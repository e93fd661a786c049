use std::sync::Arc;

use tokio::task::JoinSet;
use tracing::debug;

use super::domain::{AddressSlug, DateRange, MarketLocation, MarketQuery, NormalizedRecord, ZipCode};
use super::gateway::MarketDataGateway;
use super::normalizer;
use super::registry::{EndpointSpec, ADDRESS_REGISTRY, ZIP_REGISTRY};

/// Failure of the aggregation machinery itself. Upstream failures never
/// produce this; only a panicked or cancelled fetch task does.
#[derive(Debug, thiserror::Error)]
pub enum AggregationError {
    #[error("market data task failed to complete: {0}")]
    Join(String),
}

/// Fans out one fetch task per registered category and merges whatever
/// survives normalization into a single record.
#[derive(Debug)]
pub struct MarketDataService<G> {
    gateway: Arc<G>,
}

impl<G> MarketDataService<G>
where
    G: MarketDataGateway + 'static,
{
    pub fn new(gateway: Arc<G>) -> Self {
        Self { gateway }
    }

    /// Aggregate every ZIP category for one ZIP code.
    pub async fn zip_market_data(&self, zip: ZipCode) -> Result<NormalizedRecord, AggregationError> {
        let query = MarketQuery {
            location: MarketLocation::Zip(zip),
            dates: None,
        };
        self.aggregate(ZIP_REGISTRY, query).await
    }

    /// Aggregate every address category for one slug over the given window.
    pub async fn address_market_data(
        &self,
        slug: AddressSlug,
        dates: DateRange,
    ) -> Result<NormalizedRecord, AggregationError> {
        let query = MarketQuery {
            location: MarketLocation::Address(slug),
            dates: Some(dates),
        };
        self.aggregate(ADDRESS_REGISTRY, query).await
    }

    async fn aggregate(
        &self,
        registry: &'static [EndpointSpec],
        query: MarketQuery,
    ) -> Result<NormalizedRecord, AggregationError> {
        let query = Arc::new(query);
        let mut tasks = JoinSet::new();

        for spec in registry {
            let gateway = Arc::clone(&self.gateway);
            let query = Arc::clone(&query);
            tasks.spawn(async move {
                let outcome = gateway.fetch(spec, &query).await;
                (spec, outcome)
            });
        }

        // Every task gets joined, however the individual fetches end; a
        // join failure aborts whatever is still in flight when `tasks`
        // drops.
        let mut record = NormalizedRecord::new();
        while let Some(joined) = tasks.join_next().await {
            let (spec, outcome) = joined.map_err(|err| AggregationError::Join(err.to_string()))?;
            let contribution = normalizer::normalize(spec, outcome);
            debug!(
                category = spec.category.key(),
                fields = contribution.len(),
                "category resolved"
            );
            record.merge(contribution);
        }

        Ok(record)
    }
}
use serde_json::{Map, Value};
use tracing::warn;

use super::gateway::FetchOutcome;
use super::registry::{EndpointSpec, MarketCategory};

/// Success sentinel carried in the envelope's `api_code` field.
const API_CODE_OK: i64 = 0;

/// Rejected upstream envelope. Each variant names the validation layer
/// that failed, so log lines point at the exact shape violation.
#[derive(Debug, thiserror::Error, Clone, PartialEq, Eq)]
pub(crate) enum ShapeError {
    #[error("body is not a JSON array")]
    NotAnArray,
    #[error("body array is empty")]
    EmptyBody,
    #[error("first element is not an object")]
    ElementNotObject,
    #[error("envelope key '{0}' is missing")]
    MissingEnvelopeKey(&'static str),
    #[error("envelope entry is not an object")]
    EntryNotObject,
    #[error("api_code is missing or not an integer")]
    MissingApiCode,
    #[error("upstream reported api_code {code}: {description}")]
    FailureCode { code: i64, description: String },
    #[error("result payload is missing")]
    MissingResult,
}

/// Reduce one fetch outcome to the category's record contribution.
///
/// Any failure, transport or shape, is logged and absorbed into an empty
/// contribution; the merged record simply omits the category.
pub(crate) fn normalize(spec: &EndpointSpec, outcome: FetchOutcome) -> Map<String, Value> {
    let body = match outcome {
        Ok(body) => body,
        Err(error) => {
            warn!(category = spec.category.key(), %error, "market data fetch failed");
            return Map::new();
        }
    };

    match unwrap_envelope(spec, &body) {
        Ok(result) => (spec.project)(spec.category, result),
        Err(error) => {
            warn!(
                category = spec.category.key(),
                %error,
                "discarding malformed upstream envelope"
            );
            Map::new()
        }
    }
}

/// Walk the HouseCanary envelope down to the `result` payload.
///
/// Expected shape: a non-empty array whose first element is an object
/// keyed by the endpoint path (minus its leading slash); that entry holds
/// an integer `api_code` and, on success, the `result` payload.
fn unwrap_envelope<'a>(spec: &EndpointSpec, body: &'a Value) -> Result<&'a Value, ShapeError> {
    let items = body.as_array().ok_or(ShapeError::NotAnArray)?;
    let first = items.first().ok_or(ShapeError::EmptyBody)?;
    let element = first.as_object().ok_or(ShapeError::ElementNotObject)?;

    let entry = element
        .get(spec.envelope_key())
        .ok_or(ShapeError::MissingEnvelopeKey(spec.envelope_key()))?
        .as_object()
        .ok_or(ShapeError::EntryNotObject)?;

    let code = entry
        .get("api_code")
        .and_then(Value::as_i64)
        .ok_or(ShapeError::MissingApiCode)?;
    if code != API_CODE_OK {
        let description = entry
            .get("api_code_description")
            .and_then(Value::as_str)
            .unwrap_or("no description provided")
            .to_string();
        return Err(ShapeError::FailureCode { code, description });
    }

    entry.get("result").ok_or(ShapeError::MissingResult)
}

pub(crate) fn project_details(_category: MarketCategory, result: &Value) -> Map<String, Value> {
    let mut fields = Map::new();
    for segment in ["single_family", "multi_family"] {
        if let Some(value) = result.get(segment) {
            fields.insert(segment.to_string(), value.clone());
        }
    }
    fields
}

pub(crate) fn project_rental(_category: MarketCategory, result: &Value) -> Map<String, Value> {
    let mut stats = Map::new();
    for field in ["average", "median", "count"] {
        if let Some(value) = result.get(field) {
            stats.insert(field.to_string(), value.clone());
        }
    }

    let mut fields = Map::new();
    if !stats.is_empty() {
        fields.insert("rental".to_string(), Value::Object(stats));
    }
    fields
}

pub(crate) fn project_grade(_category: MarketCategory, result: &Value) -> Map<String, Value> {
    let mut fields = Map::new();
    if let Some(grade) = result.get("market_grade") {
        fields.insert("market_grade".to_string(), grade.clone());
    }
    fields
}

/// Retain the whole `result` payload under the category's own key; the
/// rental price index endpoints have no stable sub-schema worth picking
/// apart.
pub(crate) fn project_whole_result(category: MarketCategory, result: &Value) -> Map<String, Value> {
    let mut fields = Map::new();
    fields.insert(category.key().to_string(), result.clone());
    fields
}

● ● ● ● ●

**Your goal**
Transcribe the material above in its entirety. Match it exactly.

**Written reply**
repository e93fd661a786c049
use std::sync::Arc;

use tokio::task::JoinSet;
use tracing::debug;

use super::domain::{AddressSlug, DateRange, MarketLocation, MarketQuery, NormalizedRecord, ZipCode};
use super::gateway::MarketDataGateway;
use super::normalizer;
use super::registry::{EndpointSpec, ADDRESS_REGISTRY, ZIP_REGISTRY};

/// Failure of the aggregation machinery itself. Upstream failures never
/// produce this; only a panicked or cancelled fetch task does.
#[derive(Debug, thiserror::Error)]
pub enum AggregationError {
    #[error("market data task failed to complete: {0}")]
    Join(String),
}

/// Fans out one fetch task per registered category and merges whatever
/// survives normalization into a single record.
#[derive(Debug)]
pub struct MarketDataService<G> {
    gateway: Arc<G>,
}

impl<G> MarketDataService<G>
where
    G: MarketDataGateway + 'static,
{
    pub fn new(gateway: Arc<G>) -> Self {
        Self { gateway }
    }

    /// Aggregate every ZIP category for one ZIP code.
    pub async fn zip_market_data(&self, zip: ZipCode) -> Result<NormalizedRecord, AggregationError> {
        let query = MarketQuery {
            location: MarketLocation::Zip(zip),
            dates: None,
        };
        self.aggregate(ZIP_REGISTRY, query).await
    }

    /// Aggregate every address category for one slug over the given window.
    pub async fn address_market_data(
        &self,
        slug: AddressSlug,
        dates: DateRange,
    ) -> Result<NormalizedRecord, AggregationError> {
        let query = MarketQuery {
            location: MarketLocation::Address(slug),
            dates: Some(dates),
        };
        self.aggregate(ADDRESS_REGISTRY, query).await
    }

    async fn aggregate(
        &self,
        registry: &'static [EndpointSpec],
        query: MarketQuery,
    ) -> Result<NormalizedRecord, AggregationError> {
        let query = Arc::new(query);
        let mut tasks = JoinSet::new();

        for spec in registry {
            let gateway = Arc::clone(&self.gateway);
            let query = Arc::clone(&query);
            tasks.spawn(async move {
                let outcome = gateway.fetch(spec, &query).await;
                (spec, outcome)
            });
        }

        // Every task gets joined, however the individual fetches end; a
        // join failure aborts whatever is still in flight when `tasks`
        // drops.
        let mut record = NormalizedRecord::new();
        while let Some(joined) = tasks.join_next().await {
            let (spec, outcome) = joined.map_err(|err| AggregationError::Join(err.to_string()))?;
            let contribution = normalizer::normalize(spec, outcome);
            debug!(
                category = spec.category.key(),
                fields = contribution.len(),
                "category resolved"
            );
            record.merge(contribution);
        }

        Ok(record)
    }
}
use serde_json::{Map, Value};
use tracing::warn;

use super::gateway::FetchOutcome;
use super::registry::{EndpointSpec, MarketCategory};

/// Success sentinel carried in the envelope's `api_code` field.
const API_CODE_OK: i64 = 0;

/// Rejected upstream envelope. Each variant names the validation layer
/// that failed, so log lines point at the exact shape violation.
#[derive(Debug, thiserror::Error, Clone, PartialEq, Eq)]
pub(crate) enum ShapeError {
    #[error("body is not a JSON array")]
    NotAnArray,
    #[error("body array is empty")]
    EmptyBody,
    #[error("first element is not an object")]
    ElementNotObject,
    #[error("envelope key '{0}' is missing")]
    MissingEnvelopeKey(&'static str),
    #[error("envelope entry is not an object")]
    EntryNotObject,
    #[error("api_code is missing or not an integer")]
    MissingApiCode,
    #[error("upstream reported api_code {code}: {description}")]
    FailureCode { code: i64, description: String },
    #[error("result payload is missing")]
    MissingResult,
}

/// Reduce one fetch outcome to the category's record contribution.
///
/// Any failure, transport or shape, is logged and absorbed into an empty
/// contribution; the merged record simply omits the category.
pub(crate) fn normalize(spec: &EndpointSpec, outcome: FetchOutcome) -> Map<String, Value> {
    let body = match outcome {
        Ok(body) => body,
        Err(error) => {
            warn!(category = spec.category.key(), %error, "market data fetch failed");
            return Map::new();
        }
    };

    match unwrap_envelope(spec, &body) {
        Ok(result) => (spec.project)(spec.category, result),
        Err(error) => {
            warn!(
                category = spec.category.key(),
                %error,
                "discarding malformed upstream envelope"
            );
            Map::new()
        }
    }
}

/// Walk the HouseCanary envelope down to the `result` payload.
///
/// Expected shape: a non-empty array whose first element is an object
/// keyed by the endpoint path (minus its leading slash); that entry holds
/// an integer `api_code` and, on success, the `result` payload.
fn unwrap_envelope<'a>(spec: &EndpointSpec, body: &'a Value) -> Result<&'a Value, ShapeError> {
    let items = body.as_array().ok_or(ShapeError::NotAnArray)?;
    let first = items.first().ok_or(ShapeError::EmptyBody)?;
    let element = first.as_object().ok_or(ShapeError::ElementNotObject)?;

    let entry = element
        .get(spec.envelope_key())
        .ok_or(ShapeError::MissingEnvelopeKey(spec.envelope_key()))?
        .as_object()
        .ok_or(ShapeError::EntryNotObject)?;

    let code = entry
        .get("api_code")
        .and_then(Value::as_i64)
        .ok_or(ShapeError::MissingApiCode)?;
    if code != API_CODE_OK {
        let description = entry
            .get("api_code_description")
            .and_then(Value::as_str)
            .unwrap_or("no description provided")
            .to_string();
        return Err(ShapeError::FailureCode { code, description });
    }

    entry.get("result").ok_or(ShapeError::MissingResult)
}

pub(crate) fn project_details(_category: MarketCategory, result: &Value) -> Map<String, Value> {
    let mut fields = Map::new();
    for segment in ["single_family", "multi_family"] {
        if let Some(value) = result.get(segment) {
            fields.insert(segment.to_string(), value.clone());
        }
    }
    fields
}

pub(crate) fn project_rental(_category: MarketCategory, result: &Value) -> Map<String, Value> {
    let mut stats = Map::new();
    for field in ["average", "median", "count"] {
        if let Some(value) = result.get(field) {
            stats.insert(field.to_string(), value.clone());
        }
    }

    let mut fields = Map::new();
    if !stats.is_empty() {
        fields.insert("rental".to_string(), Value::Object(stats));
    }
    fields
}

pub(crate) fn project_grade(_category: MarketCategory, result: &Value) -> Map<String, Value> {
    let mut fields = Map::new();
    if let Some(grade) = result.get("market_grade") {
        fields.insert("market_grade".to_string(), grade.clone());
    }
    fields
}

/// Retain the whole `result` payload under the category's own key; the
/// rental price index endpoints have no stable sub-schema worth picking
/// apart.
pub(crate) fn project_whole_result(category: MarketCategory, result: &Value) -> Map<String, Value> {
    let mut fields = Map::new();
    fields.insert(category.key().to_string(), result.clone());
    fields
}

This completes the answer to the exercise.